Friday, December 19, 2008

Ticket Sales (Raw)

Un-Scripted had it’s annual Holiday Party on Sunday, which is always a good time, but at it I was reminded of something that makes us particularly unique. We’re already unique in that we approach improv from a theatrical perspective, not just in terms of the shows we do, but also in terms of how we do them. We have a season, like a theater company, and we do multiple week runs, like a theater company, and we do different shows for every run, like a theater company. Most improv groups have 1 show that they do all the time, or they do a special show for just one or two nights. We also rehearse more than any other improv group I’ve encountered.

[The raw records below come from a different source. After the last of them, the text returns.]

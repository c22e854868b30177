// Copyright (c) 2026 Emberlink
// Licensed under the Apache License, Version 2.0 (the "License");
// you may not use this file except in compliance with the License.
// You may obtain a copy of the License at
//     http://www.apache.org/licenses/LICENSE-2.0
// Unless required by applicable law or agreed to in writing, software
// distributed under the License is distributed on an "AS IS" BASIS,
// WITHOUT WARRANTIES OR CONDITIONS OF ANY KIND, either express or implied.
// See the License for the specific language governing permissions and
// limitations under the License.

#![no_main]
#![forbid(unsafe_code)]

use emberlink::core::codec::Frame;
use emberlink::core::types::NetworkKey;
use libfuzzer_sys::fuzz_target;

fuzz_target!(|data: &[u8]| {
    // Parsing and opening arbitrary radio bytes must never panic; a
    // hostile frame that passes the CRC must still fail closed at the
    // payload envelope.
    if let Ok(frame) = Frame::parse(data) {
        let _ = frame.open(&NetworkKey::from_bytes(b"fuzz network key"));
        let reencoded = frame.to_bytes();
        assert_eq!(Frame::parse(&reencoded).ok().as_ref(), Some(&frame));
    }
});
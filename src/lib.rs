// Copyright (c) 2026 Emberlink
// Licensed under the Apache License, Version 2.0 (the "License");
// you may not use this file except in compliance with the License.
// You may obtain a copy of the License at
//     http://www.apache.org/licenses/LICENSE-2.0
// Unless required by applicable law or agreed to in writing, software
// distributed under the License is distributed on an "AS IS" BASIS,
// WITHOUT WARRANTIES OR CONDITIONS OF ANY KIND, either express or implied.
// See the License for the specific language governing permissions and
// limitations under the License.

#![forbid(unsafe_code)]
#![warn(missing_docs)]

//! Emberlink - BLE mesh relay node for off-grid emergency messaging.
//!
//! This crate provides:
//! - A binary wire codec with CRC-16 framing and an AES-128-CBC payload envelope
//! - Controlled-flooding routing with duplicate suppression and TTL budgets
//! - Peer discovery and liveness tracking driven by radio advertisements
//! - A store-and-forward queue for partitioned operation
//! - A node controller with start/stop lifecycle and an observer event bus
//! - Monitoring via Prometheus metrics and structured logging

/// Core protocol primitives (types, codec, routing, caches, queue, config, store).
pub mod core;
/// Observability (metrics, structured logging helpers).
pub mod monitoring;
/// Transport seam, loopback transport, and the node controller.
pub mod networking;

But that isn’t what occurred to me. What occurred to me, the thing that makes us exceedingly rare is that we function in the black almost entirely from ticket sales. That’s almost unheard of in the world of performing arts non-profits. We don’t write grants. We don’t have fundraisers or have a huge list of donors to solicit from. Most theater companies get about a third of their income from ticket sales (plus a third from grants and a third from donors).

It just makes me wonder what we could be doing if we had three times the budget we do now.


  1. Yes, but you also don't pay anyone. That, and costumes, sets, etc. is where all the money goes.

  2. We do pay performers now. Not a lot, but something. Still, it'd be nice to get some grants and pay more and have costumes and sets etc.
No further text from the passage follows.